Problem to work on:
Show every line of the records below that contains the word "ServiceClient".

── Material provided

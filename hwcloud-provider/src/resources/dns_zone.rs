//! `huaweicloud_dns_zone`
//!
//! Public zones live on the global `dns` endpoint, private zones on the regional
//! `dns_region` one and are bound to at least one VPC (`router`).

use std::collections::{BTreeMap, BTreeSet};
use std::time::Duration;

use async_trait::async_trait;
use futures::FutureExt;
use hwcloud_sdk::ServiceClient;
use hwcloud_sdk::services::dns::{self, CreateZoneOpts, Router, UpdateZoneOpts, Zone};
use hwcloud_sdk::services::tags;
use serde_json::{Value, json};

use crate::common::{check_deleted, string_map, suppress_trailing_dot, tags_value};
use crate::config::Config;
use crate::error::{ProviderError, ProviderResult, ResultExt};
use crate::resource_data::{ResourceData, TimeoutKind};
use crate::schema::{Schema, SchemaMap, Validator, region_schema};
use crate::traits::Resource;
use crate::wait::{RefreshResult, StateChangeConf};

pub struct DnsZone;

/// Collapse the `PENDING_*` family into `PENDING` for the waiters.
pub(crate) fn parse_status(status: &str) -> String {
    if status.starts_with("PENDING") {
        "PENDING".to_string()
    } else {
        status.to_string()
    }
}

fn zone_service(zone_type: &str) -> &'static str {
    if zone_type == "private" { "dns_region" } else { "dns" }
}

async fn zone_client(cfg: &Config, d: &ResourceData) -> ProviderResult<ServiceClient> {
    let region = cfg.get_region(d);
    cfg.new_service_client(zone_service(&d.get_string("zone_type")), &region)
        .await
        .context("error creating DNS client")
}

/// Routers from configuration; a missing `router_region` means the provider region.
fn configured_routers(d: &ResourceData, region: &str) -> Vec<Router> {
    d.get_list("router")
        .iter()
        .map(|r| {
            let router_region = r["router_region"].as_str().filter(|s| !s.is_empty()).unwrap_or(region);
            Router {
                router_id: r["router_id"].as_str().unwrap_or_default().to_string(),
                router_region: router_region.to_string(),
                ..Router::default()
            }
        })
        .collect()
}

/// Routers to associate and to disassociate so that `remote` matches `local`.
fn router_changes(local: &[Router], remote: &[Router]) -> (Vec<Router>, Vec<Router>) {
    let local_ids: BTreeSet<&str> = local.iter().map(|r| r.router_id.as_str()).collect();
    let remote_ids: BTreeSet<&str> = remote.iter().map(|r| r.router_id.as_str()).collect();
    let associate = local
        .iter()
        .filter(|r| !remote_ids.contains(r.router_id.as_str()))
        .cloned()
        .collect();
    let disassociate = remote
        .iter()
        .filter(|r| !local_ids.contains(r.router_id.as_str()))
        .map(|r| Router {
            router_id: r.router_id.clone(),
            router_region: r.router_region.clone(),
            ..Router::default()
        })
        .collect();
    (associate, disassociate)
}

fn flatten_routers(routers: &[Router]) -> Value {
    routers
        .iter()
        .map(|r| json!({"router_id": r.router_id, "router_region": r.router_region}))
        .collect()
}

fn build_create_opts(d: &ResourceData, cfg: &Config, region: &str) -> CreateZoneOpts {
    let non_empty = |key: &str| Some(d.get_string(key)).filter(|s| !s.is_empty());
    let zone_type = d.get_string("zone_type");
    let router = if zone_type == "private" {
        configured_routers(d, region).into_iter().next()
    } else {
        None
    };
    let epid = cfg.get_enterprise_project_id(d);
    CreateZoneOpts {
        name: d.get_string("name"),
        email: non_empty("email"),
        zone_type: Some(zone_type),
        ttl: Some(d.get_int("ttl")),
        description: non_empty("description"),
        router,
        enterprise_project_id: Some(epid).filter(|s| !s.is_empty()),
        proxy_pattern: non_empty("proxy_pattern"),
    }
}

async fn zone_state(client: &ServiceClient, id: &str) -> RefreshResult {
    match dns::get_zone(client, id).await {
        Ok(zone) => {
            log::debug!("DNS zone ({id}) current status: {}", zone.status);
            Ok(Some((json!({"id": zone.id}), parse_status(&zone.status))))
        }
        Err(e) if e.is_not_found() => Ok(Some((Value::Null, "DELETED".to_string()))),
        Err(e) => Err(e.into()),
    }
}

/// Status of one router binding; a router missing from the zone is `DELETED`.
async fn router_state(client: &ServiceClient, id: &str, router_id: &str) -> RefreshResult {
    let zone = dns::get_zone(client, id).await?;
    let state = zone
        .routers
        .iter()
        .find(|r| r.router_id == router_id)
        .map_or_else(|| "DELETED".to_string(), |r| parse_status(&r.status));
    Ok(Some((json!({"id": zone.id}), state)))
}

async fn wait_for_zone(
    client: &ServiceClient,
    id: &str,
    pending: &[&str],
    target: &[&str],
    timeout: Duration,
    min_timeout: Duration,
) -> ProviderResult<Value> {
    StateChangeConf::new(pending, target, timeout, || zone_state(client, id).boxed())
        .delay(Duration::from_secs(5))
        .min_timeout(min_timeout)
        .wait_for_state()
        .await
}

async fn set_status(client: &ServiceClient, d: &ResourceData, timeout: Duration) -> ProviderResult<()> {
    let id = d.id();
    let status = d.get_string("status");
    dns::set_zone_status(client, id, &status)
        .await
        .context(format!("error updating the status of DNS zone ({id})"))?;
    wait_for_zone(
        client,
        id,
        &["PENDING"],
        &["ACTIVE", "DISABLE", "FREEZE"],
        timeout,
        Duration::from_secs(10),
    )
    .await
    .context(format!("error waiting for DNS zone ({id}) status to become {status}"))?;
    Ok(())
}

async fn update_routers(
    client: &ServiceClient,
    d: &ResourceData,
    region: &str,
    timeout: Duration,
) -> ProviderResult<()> {
    let id = d.id();
    let zone = dns::get_zone(client, id).await.context("error getting DNS zone routers")?;
    let (associate, disassociate) = router_changes(&configured_routers(d, region), &zone.routers);

    for router in &associate {
        dns::associate_router(client, id, router)
            .await
            .context("error associating router with DNS zone")?;
        StateChangeConf::new(&["PENDING"], &["ACTIVE"], timeout, || {
            router_state(client, id, &router.router_id).boxed()
        })
        .delay(Duration::from_secs(5))
        .min_timeout(Duration::from_secs(3))
        .wait_for_state()
        .await
        .context(format!(
            "error waiting for router ({}) of DNS zone ({id}) to become ACTIVE",
            router.router_id
        ))?;
    }
    for router in &disassociate {
        dns::disassociate_router(client, id, router)
            .await
            .context("error disassociating router from DNS zone")?;
        StateChangeConf::new(&["ACTIVE", "PENDING", "ERROR"], &["DELETED"], timeout, || {
            router_state(client, id, &router.router_id).boxed()
        })
        .delay(Duration::from_secs(5))
        .min_timeout(Duration::from_secs(3))
        .wait_for_state()
        .await
        .context(format!(
            "error waiting for router ({}) of DNS zone ({id}) to be removed",
            router.router_id
        ))?;
    }
    Ok(())
}

async fn update_tags(cfg: &Config, client: &ServiceClient, d: &ResourceData, old: &Value) -> ProviderResult<()> {
    let base = dns::zone_tags_base(client, &d.get_string("zone_type"), d.id());
    let old = string_map(old);
    let new = cfg.merge_default_tags(d.get_map("tags"));
    tags::update_tags(client, &base, &old, &new)
        .await
        .context(format!("error updating tags of DNS zone {}", d.id()))
}

fn flatten_zone(d: &mut ResourceData, region: &str, zone: &Zone) -> ProviderResult<()> {
    d.set("region", region)?;
    d.set("name", zone.name.clone())?;
    d.set("email", zone.email.clone())?;
    d.set("zone_type", zone.zone_type.clone())?;
    d.set("ttl", zone.ttl)?;
    d.set("description", zone.description.clone())?;
    d.set("masters", zone.masters.clone())?;
    d.set("status", dns::zone_status_to_state(&zone.status))?;
    d.set("enterprise_project_id", zone.enterprise_project_id.clone())?;
    d.set("proxy_pattern", zone.proxy_pattern.clone())?;
    if zone.zone_type == "private" {
        d.set("router", flatten_routers(&zone.routers))?;
    }
    Ok(())
}

#[async_trait]
impl Resource for DnsZone {
    fn type_name(&self) -> &'static str {
        "huaweicloud_dns_zone"
    }

    fn schema(&self) -> SchemaMap {
        BTreeMap::from([
            ("region", region_schema()),
            (
                "name",
                Schema::string().required().force_new().diff_suppress(suppress_trailing_dot),
            ),
            ("email", Schema::string().optional().computed()),
            (
                "zone_type",
                Schema::string()
                    .optional()
                    .force_new()
                    .default_value("public")
                    .validate(Validator::StringInSlice(&["public", "private"])),
            ),
            ("ttl", Schema::int().optional().default_value(300).validate(Validator::IntBetween(1, 2_147_483_647))),
            ("description", Schema::string().optional().validate(Validator::StringLenBetween(0, 255))),
            (
                "router",
                Schema::block_set(BTreeMap::from([
                    ("router_id", Schema::string().required()),
                    ("router_region", Schema::string().optional().computed()),
                ]))
                .optional(),
            ),
            ("enterprise_project_id", Schema::string().optional().computed().force_new()),
            (
                "status",
                Schema::string()
                    .optional()
                    .computed()
                    .validate(Validator::StringInSlice(&["ENABLE", "DISABLE"])),
            ),
            ("proxy_pattern", Schema::string().optional().computed().force_new()),
            ("tags", Schema::map().optional()),
            ("masters", Schema::set(Schema::string()).computed()),
        ])
    }

    async fn create(&self, cfg: &Config, d: &mut ResourceData) -> ProviderResult<()> {
        let region = cfg.get_region(d);
        let private = d.get_string("zone_type") == "private";
        if private && d.get_list("router").is_empty() {
            return Err(ProviderError::Validation(
                "the argument (router) is required when creating DNS private zone".to_string(),
            ));
        }
        let client = zone_client(cfg, d).await?;

        let opts = build_create_opts(d, cfg, &region);
        log::debug!("create DNS zone options: {opts:?}");
        let zone = dns::create_zone(&client, &opts).await.context("error creating DNS zone")?;
        d.set_id(zone.id.clone());
        let id = zone.id;
        let timeout = d.timeout(TimeoutKind::Create);

        wait_for_zone(&client, &id, &["PENDING"], &["ACTIVE"], timeout, Duration::from_secs(3))
            .await
            .context(format!("error waiting for DNS zone ({id}) to become ACTIVE"))?;

        // Only one router can be bound at creation time.
        if private && d.get_list("router").len() > 1 {
            update_routers(&client, d, &region, timeout).await?;
        }

        if d.get_string("status") == "DISABLE" {
            set_status(&client, d, timeout).await?;
        }

        if !d.get_map("tags").is_empty() || !cfg.default_tags.is_empty() {
            update_tags(cfg, &client, d, &Value::Null).await?;
        }
        Ok(())
    }

    async fn read(&self, cfg: &Config, d: &mut ResourceData) -> ProviderResult<()> {
        let region = cfg.get_region(d);
        let public = cfg
            .new_service_client("dns", &region)
            .await
            .context("error creating DNS client")?;

        // An imported zone has no zone_type yet: try the global endpoint first.
        let (client, zone) = match dns::get_zone(&public, d.id()).await {
            Ok(zone) => (public, zone),
            Err(e) if e.is_not_found() => {
                let regional = cfg
                    .new_service_client("dns_region", &region)
                    .await
                    .context("error creating DNS region client")?;
                match dns::get_zone(&regional, d.id()).await {
                    Ok(zone) => (regional, zone),
                    Err(e) => return check_deleted(d, e, "error retrieving DNS zone"),
                }
            }
            Err(e) => return check_deleted(d, e, "error retrieving DNS zone"),
        };
        log::debug!("retrieved DNS zone {}: {}", d.id(), zone.name);
        flatten_zone(d, &region, &zone)?;

        let base = dns::zone_tags_base(&client, &zone.zone_type, d.id());
        match tags::list_tags(&client, &base).await {
            Ok(tags) => d.set("tags", tags_value(&tags))?,
            Err(e) => log::warn!("error fetching tags of DNS zone ({}): {e}", d.id()),
        }
        Ok(())
    }

    async fn update(&self, cfg: &Config, d: &mut ResourceData) -> ProviderResult<()> {
        let region = cfg.get_region(d);
        let private = d.get_string("zone_type") == "private";
        if private && d.get_list("router").is_empty() {
            return Err(ProviderError::Validation(
                "the argument (router) is required when updating DNS private zone".to_string(),
            ));
        }
        let client = zone_client(cfg, d).await?;
        let id = d.id().to_string();
        let timeout = d.timeout(TimeoutKind::Update);

        if d.has_changes(&["email", "ttl", "description"]) {
            let opts = UpdateZoneOpts {
                email: d.has_change("email").then(|| d.get_string("email")),
                ttl: d.has_change("ttl").then(|| d.get_int("ttl")),
                description: d.has_change("description").then(|| d.get_string("description")),
            };
            dns::update_zone(&client, &id, &opts).await.context("error updating DNS zone")?;
            wait_for_zone(
                &client,
                &id,
                &["PENDING"],
                &["ACTIVE", "DISABLE"],
                timeout,
                Duration::from_secs(3),
            )
            .await
            .context(format!("error waiting for DNS zone ({id}) to be updated"))?;
        }

        if d.has_change("status") && !d.get_string("status").is_empty() {
            set_status(&client, d, timeout).await?;
        }

        // Router binding requires an enabled zone.
        if private && d.has_change("router") {
            update_routers(&client, d, &region, timeout).await?;
        }

        if d.has_change("tags") {
            let old = d.get_change("tags").0.clone();
            update_tags(cfg, &client, d, &old).await?;
        }
        Ok(())
    }

    async fn delete(&self, cfg: &Config, d: &mut ResourceData) -> ProviderResult<()> {
        let client = zone_client(cfg, d).await?;
        let id = d.id().to_string();

        dns::delete_zone(&client, &id).await.context("error deleting DNS zone")?;
        wait_for_zone(
            &client,
            &id,
            &["ACTIVE", "PENDING", "ERROR"],
            &["DELETED"],
            d.timeout(TimeoutKind::Delete),
            Duration::from_secs(3),
        )
        .await
        .context(format!("error waiting for DNS zone ({id}) to be deleted"))?;
        Ok(())
    }
}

────

Solution:
use hwcloud_sdk::ServiceClient;
async fn zone_client(cfg: &Config, d: &ResourceData) -> ProviderResult<ServiceClient> {
async fn zone_state(client: &ServiceClient, id: &str) -> RefreshResult {
async fn router_state(client: &ServiceClient, id: &str, router_id: &str) -> RefreshResult {
    client: &ServiceClient,
async fn set_status(client: &ServiceClient, d: &ResourceData, timeout: Duration) -> ProviderResult<()> {
    client: &ServiceClient,
async fn update_tags(cfg: &Config, client: &ServiceClient, d: &ResourceData, old: &Value) -> ProviderResult<()> {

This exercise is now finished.